The entire novel had a dream-like quality to it. So much of what happens to Gibreel seems like a dream or vision. Saladin's experiences seem rooted in horror. Unlike Gibreel, Saladin has rejected his past, his roots. He has tried extremely hard to acclimate to his new country. He loves London and wants to be a Londoner. He wants to leave his youth behind. This is the opposite of Gibreel, who is a big part of Bollywood and life in India, though he too leaves, but he leaves for love. He meets Allie and she changes his whole world. There are a lot of things that change Gibreel, besides the fall.
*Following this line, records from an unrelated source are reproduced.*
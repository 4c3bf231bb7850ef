//! Local projection of the server-authoritative game state.

use serde::{Deserialize, Serialize};

/// Tries per word when no snapshot has been received yet.
pub const DEFAULT_MAX_TRIES: u32 = 5;

/// Terminal-state flag. Encoded on the wire as `-1`, `0` or `1`.
#[derive(Debug, Clone, Copy, PartialEq, Eq, Hash, Default, Serialize, Deserialize)]
#[serde(try_from = "i8", into = "i8")]
pub enum GameStatus {
    Lost,
    #[default]
    Ongoing,
    Won,
}

impl GameStatus {
    /// `true` once the game is won or lost.
    pub fn is_terminal(self) -> bool {
        self != GameStatus::Ongoing
    }
}

impl TryFrom<i8> for GameStatus {
    type Error = String;

    fn try_from(value: i8) -> Result<Self, Self::Error> {
        match value {
            -1 => Ok(GameStatus::Lost),
            0 => Ok(GameStatus::Ongoing),
            1 => Ok(GameStatus::Won),
            other => Err(format!("game_status must be -1, 0 or 1, got {other}")),
        }
    }
}

impl From<GameStatus> for i8 {
    fn from(status: GameStatus) -> Self {
        match status {
            GameStatus::Lost => -1,
            GameStatus::Ongoing => 0,
            GameStatus::Won => 1,
        }
    }
}

/// The client's copy of the current game.
///
/// Only ever replaced wholesale from a `game_started` snapshot or reset to
/// [`Default`] when a session ends. Fields absent from a snapshot take their
/// default values. `tries_left` is never changed locally.
#[derive(Debug, Clone, PartialEq, Eq, Serialize, Deserialize)]
#[serde(default)]
pub struct GameState {
    pub word_progress: Option<String>,
    pub guessed_letters: Vec<String>,
    pub tries_left: u32,
    pub max_tries: u32,
    pub successful_guesses: u32,
    pub game_status: GameStatus,
}

impl Default for GameState {
    fn default() -> Self {
        Self {
            word_progress: None,
            guessed_letters: Vec::new(),
            tries_left: 0,
            max_tries: DEFAULT_MAX_TRIES,
            successful_guesses: 0,
            game_status: GameStatus::Ongoing,
        }
    }
}

impl GameState {
    /// The terminal-state flag.
    pub fn status(&self) -> GameStatus {
        self.game_status
    }

    /// Whether the current game has been won or lost.
    pub fn is_terminal(&self) -> bool {
        self.game_status.is_terminal()
    }

    /// Whether the UI should offer guessing: a word is in play and the game
    /// has not concluded.
    pub fn accepts_guesses(&self) -> bool {
        self.word_progress.is_some() && !self.is_terminal()
    }

    /// Whether `letter` has already been guessed (case-insensitive).
    pub fn has_guessed(&self, letter: &str) -> bool {
        let letter = letter.to_lowercase();
        self.guessed_letters.iter().any(|g| g.to_lowercase() == letter)
    }
}

#[cfg(test)]
#[allow(
    clippy::unwrap_used,
    clippy::expect_used,
    clippy::panic,
    clippy::todo,
    clippy::unimplemented,
    clippy::indexing_slicing
)]
mod tests {
    use super::*;
    use serde_json::json;

    #[test]
    fn status_wire_values() {
        assert_eq!(serde_json::to_string(&GameStatus::Lost).unwrap(), "-1");
        assert_eq!(serde_json::to_string(&GameStatus::Won).unwrap(), "1");
        let status: GameStatus = serde_json::from_str("0").unwrap();
        assert_eq!(status, GameStatus::Ongoing);
        assert!(serde_json::from_str::<GameStatus>("2").is_err());
    }

    #[test]
    fn snapshot_without_status_is_ongoing() {
        let state: GameState = serde_json::from_value(json!({
            "word_progress": "****",
            "guessed_letters": [],
            "tries_left": 5,
            "max_tries": 5,
            "successful_guesses": 0
        }))
        .unwrap();
        assert_eq!(state.game_status, GameStatus::Ongoing);
        assert!(state.accepts_guesses());
    }

    #[test]
    fn negative_tries_are_rejected() {
        let result = serde_json::from_value::<GameState>(json!({ "tries_left": -1 }));
        assert!(result.is_err());
    }

    #[test]
    fn terminal_state_blocks_guessing() {
        let state = GameState {
            word_progress: Some("dog".into()),
            game_status: GameStatus::Won,
            ..GameState::default()
        };
        assert!(state.is_terminal());
        assert!(!state.accepts_guesses());
    }

    #[test]
    fn default_state_has_no_word() {
        let state = GameState::default();
        assert!(!state.accepts_guesses());
        assert_eq!(state.max_tries, DEFAULT_MAX_TRIES);
    }

    #[test]
    fn has_guessed_ignores_case() {
        let state = GameState {
            guessed_letters: vec!["o".into()],
            ..GameState::default()
        };
        assert!(state.has_guessed("O"));
        assert!(!state.has_guessed("x"));
    }
}
//! Transport abstraction for the game session connection.
//!
//! A [`Transport`] is one open, bidirectional text-frame channel to the game
//! server. A [`Connector`] knows how to open one. The
//! [`ConnectionManager`](crate::connection::ConnectionManager) owns the
//! connector and holds at most one transport at a time.
//!
//! # Implementing a Custom Transport
//!
//! ```rust,no_run
//! use async_trait::async_trait;
//! use hangman_session::error::SessionError;
//! use hangman_session::transport::{Connector, Transport};
//!
//! struct MyTransport { /* ... */ }
//!
//! #[async_trait]
//! impl Transport for MyTransport {
//!     async fn send(&mut self, frame: String) -> Result<(), SessionError> {
//!         // Write one JSON text frame
//! #       let _ = frame;
//!         Ok(())
//!     }
//!
//!     async fn recv(&mut self) -> Option<Result<String, SessionError>> {
//!         // Return None when the connection is closed cleanly
//!         None
//!     }
//!
//!     async fn close(&mut self) -> Result<(), SessionError> {
//!         Ok(())
//!     }
//! }
//!
//! struct MyConnector;
//!
//! #[async_trait]
//! impl Connector for MyConnector {
//!     async fn connect(&self) -> Result<Box<dyn Transport>, SessionError> {
//!         Ok(Box::new(MyTransport {}))
//!     }
//! }
//! ```

use async_trait::async_trait;

use crate::error::SessionError;

/// A bidirectional text frame transport.
///
/// Each call to [`send`](Transport::send) transmits one complete JSON frame.
/// Each call to [`recv`](Transport::recv) returns one complete JSON frame.
///
/// # Cancel Safety
///
/// [`recv`](Transport::recv) **MUST** be cancel-safe because the transport
/// loop polls it inside `tokio::select!`. Channel-based implementations
/// (e.g. wrapping `mpsc::Receiver`) are naturally cancel-safe.
#[async_trait]
pub trait Transport: Send + 'static {
    /// Send a JSON text frame to the server.
    ///
    /// # Errors
    ///
    /// Returns [`SessionError::TransportSend`] or
    /// [`SessionError::TransportClosed`] if the frame could not be written.
    async fn send(&mut self, frame: String) -> Result<(), SessionError>;

    /// Receive the next JSON text frame from the server.
    ///
    /// Returns:
    /// - `Some(Ok(text))`: a complete frame was received
    /// - `Some(Err(e))`: a transport error occurred
    /// - `None`: the server closed the connection
    async fn recv(&mut self) -> Option<Result<String, SessionError>>;

    /// Close the transport.
    ///
    /// Implementations must release their resources even if the close
    /// handshake fails, and a second call must be a no-op.
    ///
    /// # Errors
    ///
    /// Returns an error if the graceful shutdown fails.
    async fn close(&mut self) -> Result<(), SessionError>;
}

/// Opens a [`Transport`] to the game server.
///
/// Connection parameters (URL, credentials) live in the implementor.
#[async_trait]
pub trait Connector: Send + Sync + 'static {
    /// Open a new transport. Called at most once per `connect()` attempt.
    ///
    /// # Errors
    ///
    /// Returns [`SessionError::Connection`] (or [`SessionError::Timeout`]) if
    /// the transport cannot be opened.
    async fn connect(&self) -> Result<Box<dyn Transport>, SessionError>;
}
//! The user's working set of selected products.
//!
//! A selection holds full product copies (not ids) in the order the user
//! picked them. Entries are snapshots taken at selection time: reloading the
//! catalog never touches them.

use std::collections::HashSet;

use tracing::{error, warn};

use crate::error::Result;
use crate::product::{Product, ProductId};

/// What a mutating call did to the selection.
///
/// Every mutation returns exactly one of these; callers use it to drive one
/// persistence write and one render request.
#[derive(Debug, Clone, PartialEq)]
pub enum SelectionChange {
    /// The product was appended to the end.
    Added(ProductId),
    /// The product with this id was removed.
    Removed(ProductId),
    /// All entries were dropped.
    Cleared { removed: usize },
}

/// Order-preserving set of products keyed by id.
#[derive(Debug, Clone, Default, PartialEq)]
pub struct SelectionSet {
    entries: Vec<Product>,
    revision: u64,
}

impl SelectionSet {
    pub fn new() -> Self {
        Self::default()
    }

    pub fn contains(&self, id: &ProductId) -> bool {
        self.entries.iter().any(|p| &p.id == id)
    }

    /// Removes the member with `product.id` if present, otherwise appends a
    /// copy of `product`.
    pub fn toggle(&mut self, product: &Product) -> SelectionChange {
        let change = match self.position(&product.id) {
            Some(index) => {
                self.entries.remove(index);
                SelectionChange::Removed(product.id.clone())
            }
            None => {
                self.entries.push(product.clone());
                SelectionChange::Added(product.id.clone())
            }
        };
        self.revision += 1;
        change
    }

    /// Removes the member with `id`. Returns `None` when it was not selected.
    pub fn remove(&mut self, id: &ProductId) -> Option<SelectionChange> {
        let index = self.position(id)?;
        self.entries.remove(index);
        self.revision += 1;
        Some(SelectionChange::Removed(id.clone()))
    }

    pub fn clear(&mut self) -> SelectionChange {
        let removed = self.entries.len();
        self.entries.clear();
        self.revision += 1;
        SelectionChange::Cleared { removed }
    }

    /// Replaces the content with a previously serialized selection.
    ///
    /// On a parse failure the selection is left empty, the error is logged,
    /// and returned for callers that want to inspect it.
    pub fn restore(&mut self, serialized: &str) -> Result<()> {
        self.revision += 1;
        match serde_json::from_str::<Vec<Product>>(serialized) {
            Ok(products) => {
                self.entries = dedup_by_id(products);
                Ok(())
            }
            Err(e) => {
                error!(error = %e, "Error loading saved products");
                self.entries.clear();
                Err(e.into())
            }
        }
    }

    /// Serializes to the JSON array form accepted by [`SelectionSet::restore`].
    pub fn serialize(&self) -> Result<String> {
        Ok(serde_json::to_string(&self.entries)?)
    }

    pub fn products(&self) -> &[Product] {
        &self.entries
    }

    pub fn ids(&self) -> Vec<&ProductId> {
        self.entries.iter().map(|p| &p.id).collect()
    }

    pub fn len(&self) -> usize {
        self.entries.len()
    }

    pub fn is_empty(&self) -> bool {
        self.entries.is_empty()
    }

    /// Incremented on every mutation, including restores.
    pub fn revision(&self) -> u64 {
        self.revision
    }

    fn position(&self, id: &ProductId) -> Option<usize> {
        self.entries.iter().position(|p| &p.id == id)
    }
}

fn dedup_by_id(products: Vec<Product>) -> Vec<Product> {
    let mut seen = HashSet::with_capacity(products.len());
    let total = products.len();
    let unique: Vec<Product> = products
        .into_iter()
        .filter(|p| seen.insert(p.id.clone()))
        .collect();
    if unique.len() != total {
        warn!(
            dropped = total - unique.len(),
            "saved selection contained duplicate ids"
        );
    }
    unique
}

#[cfg(test)]
mod tests {
    use super::*;

    fn product(id: i64) -> Product {
        Product::new(id, format!("Product {id}"), "Brand", "serum")
    }

    fn ids(set: &SelectionSet) -> Vec<i64> {
        set.products()
            .iter()
            .map(|p| match &p.id {
                ProductId::Number(n) => n.as_i64().unwrap(),
                ProductId::Text(_) => panic!("unexpected text id"),
            })
            .collect()
    }

    #[test]
    fn test_toggle_appends_in_first_toggle_order() {
        let mut set = SelectionSet::new();
        set.toggle(&product(3));
        set.toggle(&product(1));
        set.toggle(&product(2));
        assert_eq!(ids(&set), vec![3, 1, 2]);
    }

    #[test]
    fn test_double_toggle_is_identity() {
        let mut set = SelectionSet::new();
        set.toggle(&product(1));
        set.toggle(&product(2));
        let before = set.products().to_vec();

        assert_eq!(set.toggle(&product(5)), SelectionChange::Added(5.into()));
        assert_eq!(set.toggle(&product(5)), SelectionChange::Removed(5.into()));
        assert_eq!(set.products(), before.as_slice());
    }

    #[test]
    fn test_toggle_removes_by_id_and_keeps_order() {
        let mut set = SelectionSet::new();
        set.toggle(&product(1));
        set.toggle(&product(2));

        // a different copy with the same id still removes the member
        let stale_copy = Product::new(1, "Renamed", "Other", "other");
        assert_eq!(set.toggle(&stale_copy), SelectionChange::Removed(1.into()));
        assert_eq!(ids(&set), vec![2]);
    }

    #[test]
    fn test_odd_toggles_stay_selected() {
        let mut set = SelectionSet::new();
        let sequence = [1, 2, 3, 1, 4, 2, 1, 5, 3, 3];
        for id in sequence {
            set.toggle(&product(id));
        }
        // 1 x3, 2 x2, 3 x3, 4 x1, 5 x1; 1 re-added after its second toggle
        assert_eq!(ids(&set), vec![4, 1, 5, 3]);
    }

    #[test]
    fn test_remove_and_clear() {
        let mut set = SelectionSet::new();
        set.toggle(&product(1));
        set.toggle(&product(2));

        assert_eq!(set.remove(&99.into()), None);
        assert_eq!(set.remove(&1.into()), Some(SelectionChange::Removed(1.into())));
        assert_eq!(set.clear(), SelectionChange::Cleared { removed: 1 });
        assert!(set.is_empty());
        assert_eq!(set.clear(), SelectionChange::Cleared { removed: 0 });
    }

    #[test]
    fn test_revision_counts_mutations() {
        let mut set = SelectionSet::new();
        assert_eq!(set.revision(), 0);
        set.toggle(&product(1));
        set.toggle(&product(1));
        set.clear();
        assert_eq!(set.revision(), 3);
        set.remove(&product(1).id);
        assert_eq!(set.revision(), 3);
    }

    #[test]
    fn test_serialize_restore_round_trip() {
        let mut set = SelectionSet::new();
        set.toggle(&product(2).with_description("Vitamin C"));
        set.toggle(&product(1));

        let serialized = set.serialize().unwrap();
        let mut restored = SelectionSet::new();
        restored.restore(&serialized).unwrap();
        assert_eq!(restored.products(), set.products());
    }

    #[test]
    fn test_restore_malformed_leaves_empty() {
        let mut set = SelectionSet::new();
        set.toggle(&product(1));

        let err = set.restore("[{\"id\":").unwrap_err();
        assert!(err.is_serialization());
        assert!(set.is_empty());

        assert!(set.restore("{\"not\":\"an array\"}").is_err());
        assert!(set.is_empty());
    }

    #[test]
    fn test_restore_drops_duplicate_ids() {
        let serialized = serde_json::to_string(&vec![product(1), product(2), product(1)]).unwrap();
        let mut set = SelectionSet::new();
        set.restore(&serialized).unwrap();
        assert_eq!(ids(&set), vec![1, 2]);
    }
}
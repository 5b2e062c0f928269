use std::net::SocketAddr;
use std::sync::Arc;

use axum::{Router, routing::get};
use routina_core::product::{CatalogSource, CatalogState, CatalogStore, ProductId};
use routina_core::{KeyValueStore, SelectionPersistence, SelectionSet};
use routina_infrastructure::{HttpCatalogSource, JsonFileKeyValueStore, catalog_source_for};
use tempfile::TempDir;
use tokio::net::TcpListener;

const CATALOG: &str = r#"{
  "products": [
    {"id": 1, "name": "Gentle Foaming Cleanser", "brand": "CeraVe", "category": "cleanser", "image": "a.png", "description": "Daily cleanser"},
    {"id": 2, "name": "Vitamin C Serum", "brand": "Lumi", "category": "serum", "image": "b.png"},
    {"id": "spf-30", "name": "Daily Sunscreen", "brand": "Sola", "category": "suncare", "image": "c.png", "rating": 4.5}
  ]
}"#;

async fn serve(app: Router) -> SocketAddr {
    let listener = TcpListener::bind("127.0.0.1:0").await.unwrap();
    let addr = listener.local_addr().unwrap();
    tokio::spawn(async move {
        axum::serve(listener, app).await.unwrap();
    });
    addr
}

#[tokio::test]
async fn test_http_source_loads_catalog() {
    let addr = serve(Router::new().route("/products.json", get(|| async { CATALOG }))).await;
    let source = HttpCatalogSource::new(format!("http://{addr}/products.json"));

    let mut store = CatalogStore::new();
    assert_eq!(store.load(&source).await, CatalogState::Loaded);
    assert_eq!(store.catalog().len(), 3);

    let sunscreen = store
        .catalog()
        .get(&ProductId::from("spf-30"))
        .expect("string id present");
    assert_eq!(sunscreen.extra.get("rating"), Some(&serde_json::json!(4.5)));
}

#[tokio::test]
async fn test_http_source_with_bad_body_leaves_store_empty() {
    let app = Router::new().route("/products.json", get(|| async { "<html>oops</html>" }));
    let addr = serve(app).await;
    let source = catalog_source_for(&format!("http://{addr}/products.json"));

    let mut store = CatalogStore::new();
    assert_eq!(store.load(source.as_ref()).await, CatalogState::Failed);
    assert!(store.catalog().is_empty());
}

#[tokio::test]
async fn test_file_source_and_persisted_selection_survive_restart() {
    let temp_dir = TempDir::new().unwrap();
    let catalog_path = temp_dir.path().join("products.json");
    std::fs::write(&catalog_path, CATALOG).unwrap();
    let storage_path = temp_dir.path().join("storage.json");

    let source = catalog_source_for(catalog_path.to_str().unwrap());
    let mut store = CatalogStore::new();
    store.load(source.as_ref()).await;

    {
        let kv = JsonFileKeyValueStore::open(storage_path.clone()).unwrap();
        let persistence = SelectionPersistence::new(Arc::new(kv));
        let mut selection = SelectionSet::new();
        for id in [ProductId::from(2), ProductId::from("spf-30")] {
            let product = store.catalog().get(&id).unwrap().clone();
            selection.toggle(&product);
        }
        persistence.save(&selection.serialize().unwrap()).unwrap();
    }

    let kv = JsonFileKeyValueStore::open(storage_path.clone()).unwrap();
    assert!(kv.get("selectedProducts").unwrap().is_some());

    let persistence = SelectionPersistence::new(Arc::new(kv));
    let mut restored = SelectionSet::new();
    let saved = persistence.load().unwrap().expect("selection saved");
    restored.restore(&saved).unwrap();
    assert_eq!(
        restored.ids(),
        vec![&ProductId::from(2), &ProductId::from("spf-30")]
    );
    assert_eq!(source.describe(), catalog_path.display().to_string());
}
He's very reactionary, listening to others' voices instead of relying on his own, even though he dreams that he is the voice that speaks to the Prophet. Saladin goes through a lot of changes too, though many of his are physical. Is Saladin's ordeal reflective of what he goes through as an immigrant in a land that does not necessarily respect him? What about the people he meets who are like him? Are they also displaced migrants? There is so much beyond controversy in this novel. There are stories, allegories, emotion upheavals, mental breakdowns, and strange changes.

I don't think I can explain the complexities of this novel. There was a lot happening. There were a couple of times where I considered quitting, but I just had to know what happened. Like so many novels, it was the characters that kept me going. I wanted to know if Gibreel and Saladin would come together again and what the consequences of that would be. I wanted to know if Gibreel and Allie would stay together. I wanted to know what choices Saladin would end up making. Besides the main characters, I also wanted to know about Mishal, Baal, and Ayesha. I wanted to know about Saladin's father, Nasreen II, and Zeeny. So, maybe I took a couple breaks here and there, but knew I had to finish it. Of all the characters, Saladin's journey was the one that had me the most unsure. I didn't know if in the end I was going to like his character. A lot of bad things happened to him, but he did bad things too. I wasn't sure if I was going to like him in the end. I am still not sure if I like him, I just know he was a character I couldn't turn away from.

After all the ups and downs, and not knowing how it was all going to turn out, I liked The Satanic Verses. I don't think it's for everyone, definitely not a casual read, but it was worth every minute I spent with it.